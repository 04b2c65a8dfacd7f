use tempfile::TempDir;

use crate::count::file::is_stale_staging;
use crate::count::CountMap;
use crate::error::CairnError;
use crate::testutil::PoolFixture;

#[test]
fn incr_defines_missing_key() {
    let mut map = CountMap::new();
    let d = PoolFixture::digest(0x10, 0x20);
    map.incr(&d, -3);
    assert_eq!(map.get(&d), Some(-3));
    map.incr(&d, 5);
    assert_eq!(map.get(&d), Some(2));
}

#[test]
fn zero_is_distinct_from_absent() {
    let mut map = CountMap::new();
    let d = PoolFixture::digest(0x10, 0x20);
    assert_eq!(map.get(&d), None);
    map.incr(&d, 0);
    assert_eq!(map.get(&d), Some(0));
    assert!(map.contains(&d));
    assert_eq!(map.delete(&d), Some(0));
    assert_eq!(map.get(&d), None);
}

#[test]
fn iteration_is_digest_ordered() {
    let mut map = CountMap::new();
    let a = PoolFixture::digest(0x01, 0x00);
    let b = PoolFixture::digest(0x02, 0x00);
    let b1 = b.with_ext(1);
    map.incr(&b1, 3);
    map.incr(&b, 2);
    map.incr(&a, 1);
    let order: Vec<_> = map.iter().map(|(d, _)| d.clone()).collect();
    assert_eq!(order, vec![a, b, b1]);
}

#[test]
fn file_roundtrip_is_byte_identical() {
    let dir = TempDir::new().unwrap();
    let mut map = CountMap::new();
    map.incr(&PoolFixture::digest(0xab, 0x01), 7);
    map.incr(&PoolFixture::digest(0x02, 0xfe), -1);
    map.incr(&PoolFixture::digest(0x02, 0xfe).with_ext(2), 0);

    let first = dir.path().join("poolCnt.0.00");
    map.write(&first).unwrap();
    let loaded = CountMap::read(&first).unwrap();
    assert_eq!(loaded, map);

    let second = dir.path().join("copy");
    loaded.write(&second).unwrap();
    assert_eq!(
        std::fs::read(&first).unwrap(),
        std::fs::read(&second).unwrap()
    );
}

#[test]
fn empty_map_roundtrips() {
    let dir = TempDir::new().unwrap();
    let path = dir.path().join("empty");
    CountMap::new().write(&path).unwrap();
    assert!(CountMap::read(&path).unwrap().is_empty());
}

#[test]
fn read_rejects_bad_magic() {
    let dir = TempDir::new().unwrap();
    let path = dir.path().join("bad");
    std::fs::write(&path, b"XXXX").unwrap();
    assert!(matches!(
        CountMap::read(&path),
        Err(CairnError::CorruptCountFile { .. })
    ));
}

#[test]
fn read_rejects_truncation() {
    let dir = TempDir::new().unwrap();
    let path = dir.path().join("trunc");
    let mut map = CountMap::new();
    map.incr(&PoolFixture::digest(0x10, 0x20), 1);
    map.write(&path).unwrap();

    let bytes = std::fs::read(&path).unwrap();
    std::fs::write(&path, &bytes[..bytes.len() - 3]).unwrap();
    assert!(matches!(
        CountMap::read(&path),
        Err(CairnError::CorruptCountFile { .. })
    ));
}

#[test]
fn read_rejects_out_of_order_entries() {
    let dir = TempDir::new().unwrap();
    let path = dir.path().join("ooo");
    let a = PoolFixture::digest(0x01, 0x00);
    let b = PoolFixture::digest(0x02, 0x00);

    let mut bytes = b"CPc1".to_vec();
    for digest in [&b, &a] {
        bytes.push(digest.len() as u8);
        bytes.extend_from_slice(digest.as_bytes());
        bytes.extend_from_slice(&1i64.to_le_bytes());
    }
    std::fs::write(&path, &bytes).unwrap();
    assert!(matches!(
        CountMap::read(&path),
        Err(CairnError::CorruptCountFile { .. })
    ));
}

#[test]
fn write_replace_is_atomic_and_cleans_staging() {
    let dir = TempDir::new().unwrap();
    let path = dir.path().join("poolCnt");

    let mut old = CountMap::new();
    old.incr(&PoolFixture::digest(0x10, 0x20), 1);
    old.write(&path).unwrap();

    let mut new = CountMap::new();
    new.incr(&PoolFixture::digest(0x10, 0x20), 2);
    new.write_replace(&path).unwrap();

    assert_eq!(CountMap::read(&path).unwrap(), new);
    let leftovers: Vec<_> = std::fs::read_dir(dir.path())
        .unwrap()
        .map(|e| e.unwrap().file_name().into_string().unwrap())
        .collect();
    assert_eq!(leftovers, vec!["poolCnt".to_string()]);
}

#[test]
fn stale_staging_names() {
    assert!(is_stale_staging("poolCnt.1234", "poolCnt"));
    assert!(!is_stale_staging("poolCnt", "poolCnt"));
    assert!(!is_stale_staging("poolCnt.", "poolCnt"));
    assert!(!is_stale_staging("poolCnt.12a4", "poolCnt"));
    assert!(!is_stale_staging("poolCntNew.0.00", "poolCnt"));
}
__________
▶ Required action: Show each line in the data where the string "join" appears.

▶ Solved problem:
    let first = dir.path().join("poolCnt.0.00");
    let second = dir.path().join("copy");
    let path = dir.path().join("empty");
    let path = dir.path().join("bad");
    let path = dir.path().join("trunc");
    let path = dir.path().join("ooo");
    let path = dir.path().join("poolCnt");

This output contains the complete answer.